Line by line, return the data exactly as shown.

╭──

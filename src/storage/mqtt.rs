//! MQTT backend.
//!
//! Publishes a metadata-only JSON task per motion event; a downstream
//! consumer fetches or receives the pixels by other means. Image bytes
//! never cross the broker.

use std::time::Duration;

use anyhow::{anyhow, Result};
use log::{debug, warn};
use rumqttc::v5::{mqttbytes::QoS, Client, Connection, Event, MqttOptions};
use serde::Serialize;

use crate::config::MqttSettings;
use crate::storage::{Backend, UploadShot};

const KEEP_ALIVE: Duration = Duration::from_secs(60);
const CHANNEL_CAPACITY: usize = 10;

/// Payload published for each motion event.
#[derive(Serialize)]
struct MotionTask<'a> {
    camera_id: &'a str,
    captured_at: String,
    stamp: u64,
    object_key: String,
    regions: Vec<[u32; 5]>,
}

struct MqttRuntime {
    client: Client,
    connection_handle: Option<std::thread::JoinHandle<()>>,
}

impl MqttRuntime {
    fn new(client: Client, mut connection: Connection) -> Self {
        let handle = std::thread::spawn(move || {
            for event in connection.iter() {
                match event {
                    Ok(Event::Incoming(_)) | Ok(Event::Outgoing(_)) => {}
                    Err(e) => {
                        warn!("MQTT connection error: {}", e);
                        break;
                    }
                }
            }
        });
        Self {
            client,
            connection_handle: Some(handle),
        }
    }

    fn disconnect(mut self) {
        let _ = self.client.disconnect();
        if let Some(handle) = self.connection_handle.take() {
            let _ = handle.join();
        }
    }
}

pub struct MqttBackend {
    host: String,
    port: u16,
    topic: String,
    client_id: String,
    runtime: Option<MqttRuntime>,
}

impl MqttBackend {
    pub fn new(settings: &MqttSettings, camera_id: &str) -> Self {
        let client_id = format!("sentrycam-{}", camera_id.replace('/', "-"));
        Self {
            host: settings.host.clone(),
            port: settings.port,
            topic: settings.topic.clone(),
            client_id,
            runtime: None,
        }
    }

    fn connect(&self) -> MqttRuntime {
        let mut options = MqttOptions::new(&self.client_id, &self.host, self.port);
        options.set_keep_alive(KEEP_ALIVE);
        let (client, connection) = Client::new(options, CHANNEL_CAPACITY);
        MqttRuntime::new(client, connection)
    }
}

impl Drop for MqttBackend {
    fn drop(&mut self) {
        if let Some(runtime) = self.runtime.take() {
            runtime.disconnect();
        }
    }
}

impl Backend for MqttBackend {
    fn name(&self) -> &'static str {
        "mqtt"
    }

    fn check(&self) -> bool {
        match resolve_first(&self.host, self.port) {
            Some(addr) => {
                std::net::TcpStream::connect_timeout(&addr, Duration::from_secs(2)).is_ok()
            }
            None => false,
        }
    }

    fn configure(&mut self) -> Result<()> {
        if self.runtime.is_none() {
            self.runtime = Some(self.connect());
        }
        Ok(())
    }

    fn upload(&mut self, shot: &UploadShot) -> Result<()> {
        let runtime = self
            .runtime
            .as_ref()
            .ok_or_else(|| anyhow!("MQTT backend is not configured"))?;
        let task = MotionTask {
            camera_id: &shot.camera_id,
            captured_at: shot.captured_at.to_rfc3339(),
            stamp: shot.stamp.0,
            object_key: shot.object_key(),
            regions: shot
                .regions
                .iter()
                .map(|r| [r.rect.x, r.rect.y, r.rect.w, r.rect.h, r.size])
                .collect(),
        };
        let payload = serde_json::to_vec(&task)?;
        let topic = format!("{}/motion", self.topic);
        runtime
            .client
            .publish(&topic, QoS::AtLeastOnce, false, payload)
            .map_err(|e| anyhow!("MQTT publish to {} failed: {}", topic, e))?;
        debug!("published motion task for {}", task.object_key);
        Ok(())
    }
}

fn resolve_first(host: &str, port: u16) -> Option<std::net::SocketAddr> {
    use std::net::ToSocketAddrs;
    (host, port).to_socket_addrs().ok()?.next()
}

// ----------------------------------------------------------------------------
// Tests
// ----------------------------------------------------------------------------

#[cfg(test)]
mod tests {
    use super::*;
    use crate::frame::CaptureStamp;
    use crate::motion::{MotionRegion, Rect};
    use chrono::{TimeZone, Utc};

    fn settings() -> MqttSettings {
        MqttSettings {
            enabled: true,
            num_workers: 1,
            host: "broker.example".to_string(),
            port: 1883,
            topic: "sentrycam".to_string(),
        }
    }

    #[test]
    fn client_id_is_derived_from_camera_id() {
        let backend = MqttBackend::new(&settings(), "yard/cam1");
        assert_eq!(backend.client_id, "sentrycam-yard-cam1");
    }

    #[test]
    fn upload_before_configure_fails() {
        let mut backend = MqttBackend::new(&settings(), "yard/cam1");
        let shot = UploadShot {
            camera_id: "yard/cam1".to_string(),
            captured_at: Utc.with_ymd_and_hms(2024, 3, 9, 14, 30, 5).unwrap(),
            stamp: CaptureStamp(1),
            jpeg: Vec::new(),
            boxed_jpeg: Vec::new(),
            regions: vec![MotionRegion {
                rect: Rect::new(1, 2, 3, 4),
                size: 9,
            }],
        };
        assert!(backend.upload(&shot).is_err());
    }

    #[test]
    fn task_payload_shape() {
        let task = MotionTask {
            camera_id: "yard/cam1",
            captured_at: "2024-03-09T14:30:05+00:00".to_string(),
            stamp: 7,
            object_key: "yard/cam1/20240309/143005.000.jpg".to_string(),
            regions: vec![[1, 2, 3, 4, 9]],
        };
        let json = serde_json::to_value(&task).expect("serialize");
        assert_eq!(json["stamp"], 7);
        assert_eq!(json["regions"][0][4], 9);
    }
}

╰──

Task response:
filename src/storage/mqtt.rs
//! MQTT backend.
//!
//! Publishes a metadata-only JSON task per motion event; a downstream
//! consumer fetches or receives the pixels by other means. Image bytes
//! never cross the broker.

use std::time::Duration;

use anyhow::{anyhow, Result};
use log::{debug, warn};
use rumqttc::v5::{mqttbytes::QoS, Client, Connection, Event, MqttOptions};
use serde::Serialize;

use crate::config::MqttSettings;
use crate::storage::{Backend, UploadShot};

const KEEP_ALIVE: Duration = Duration::from_secs(60);
const CHANNEL_CAPACITY: usize = 10;

/// Payload published for each motion event.
#[derive(Serialize)]
struct MotionTask<'a> {
    camera_id: &'a str,
    captured_at: String,
    stamp: u64,
    object_key: String,
    regions: Vec<[u32; 5]>,
}

struct MqttRuntime {
    client: Client,
    connection_handle: Option<std::thread::JoinHandle<()>>,
}

impl MqttRuntime {
    fn new(client: Client, mut connection: Connection) -> Self {
        let handle = std::thread::spawn(move || {
            for event in connection.iter() {
                match event {
                    Ok(Event::Incoming(_)) | Ok(Event::Outgoing(_)) => {}
                    Err(e) => {
                        warn!("MQTT connection error: {}", e);
                        break;
                    }
                }
            }
        });
        Self {
            client,
            connection_handle: Some(handle),
        }
    }

    fn disconnect(mut self) {
        let _ = self.client.disconnect();
        if let Some(handle) = self.connection_handle.take() {
            let _ = handle.join();
        }
    }
}

pub struct MqttBackend {
    host: String,
    port: u16,
    topic: String,
    client_id: String,
    runtime: Option<MqttRuntime>,
}

impl MqttBackend {
    pub fn new(settings: &MqttSettings, camera_id: &str) -> Self {
        let client_id = format!("sentrycam-{}", camera_id.replace('/', "-"));
        Self {
            host: settings.host.clone(),
            port: settings.port,
            topic: settings.topic.clone(),
            client_id,
            runtime: None,
        }
    }

    fn connect(&self) -> MqttRuntime {
        let mut options = MqttOptions::new(&self.client_id, &self.host, self.port);
        options.set_keep_alive(KEEP_ALIVE);
        let (client, connection) = Client::new(options, CHANNEL_CAPACITY);
        MqttRuntime::new(client, connection)
    }
}

impl Drop for MqttBackend {
    fn drop(&mut self) {
        if let Some(runtime) = self.runtime.take() {
            runtime.disconnect();
        }
    }
}

impl Backend for MqttBackend {
    fn name(&self) -> &'static str {
        "mqtt"
    }

    fn check(&self) -> bool {
        match resolve_first(&self.host, self.port) {
            Some(addr) => {
                std::net::TcpStream::connect_timeout(&addr, Duration::from_secs(2)).is_ok()
            }
            None => false,
        }
    }

    fn configure(&mut self) -> Result<()> {
        if self.runtime.is_none() {
            self.runtime = Some(self.connect());
        }
        Ok(())
    }

    fn upload(&mut self, shot: &UploadShot) -> Result<()> {
        let runtime = self
            .runtime
            .as_ref()
            .ok_or_else(|| anyhow!("MQTT backend is not configured"))?;
        let task = MotionTask {
            camera_id: &shot.camera_id,
            captured_at: shot.captured_at.to_rfc3339(),
            stamp: shot.stamp.0,
            object_key: shot.object_key(),
            regions: shot
                .regions
                .iter()
                .map(|r| [r.rect.x, r.rect.y, r.rect.w, r.rect.h, r.size])
                .collect(),
        };
        let payload = serde_json::to_vec(&task)?;
        let topic = format!("{}/motion", self.topic);
        runtime
            .client
            .publish(&topic, QoS::AtLeastOnce, false, payload)
            .map_err(|e| anyhow!("MQTT publish to {} failed: {}", topic, e))?;
        debug!("published motion task for {}", task.object_key);
        Ok(())
    }
}

fn resolve_first(host: &str, port: u16) -> Option<std::net::SocketAddr> {
    use std::net::ToSocketAddrs;
    (host, port).to_socket_addrs().ok()?.next()
}

// ----------------------------------------------------------------------------
// Tests
// ----------------------------------------------------------------------------

#[cfg(test)]
mod tests {
    use super::*;
    use crate::frame::CaptureStamp;
    use crate::motion::{MotionRegion, Rect};
    use chrono::{TimeZone, Utc};

    fn settings() -> MqttSettings {
        MqttSettings {
            enabled: true,
            num_workers: 1,
            host: "broker.example".to_string(),
            port: 1883,
            topic: "sentrycam".to_string(),
        }
    }

    #[test]
    fn client_id_is_derived_from_camera_id() {
        let backend = MqttBackend::new(&settings(), "yard/cam1");
        assert_eq!(backend.client_id, "sentrycam-yard-cam1");
    }

    #[test]
    fn upload_before_configure_fails() {
        let mut backend = MqttBackend::new(&settings(), "yard/cam1");
        let shot = UploadShot {
            camera_id: "yard/cam1".to_string(),
            captured_at: Utc.with_ymd_and_hms(2024, 3, 9, 14, 30, 5).unwrap(),
            stamp: CaptureStamp(1),
            jpeg: Vec::new(),
            boxed_jpeg: Vec::new(),
            regions: vec![MotionRegion {
                rect: Rect::new(1, 2, 3, 4),
                size: 9,
            }],
        };
        assert!(backend.upload(&shot).is_err());
    }

    #[test]
    fn task_payload_shape() {
        let task = MotionTask {
            camera_id: "yard/cam1",
            captured_at: "2024-03-09T14:30:05+00:00".to_string(),
            stamp: 7,
            object_key: "yard/cam1/20240309/143005.000.jpg".to_string(),
            regions: vec![[1, 2, 3, 4, 9]],
        };
        let json = serde_json::to_value(&task).expect("serialize");
        assert_eq!(json["stamp"], 7);
        assert_eq!(json["regions"][0][4], 9);
    }
}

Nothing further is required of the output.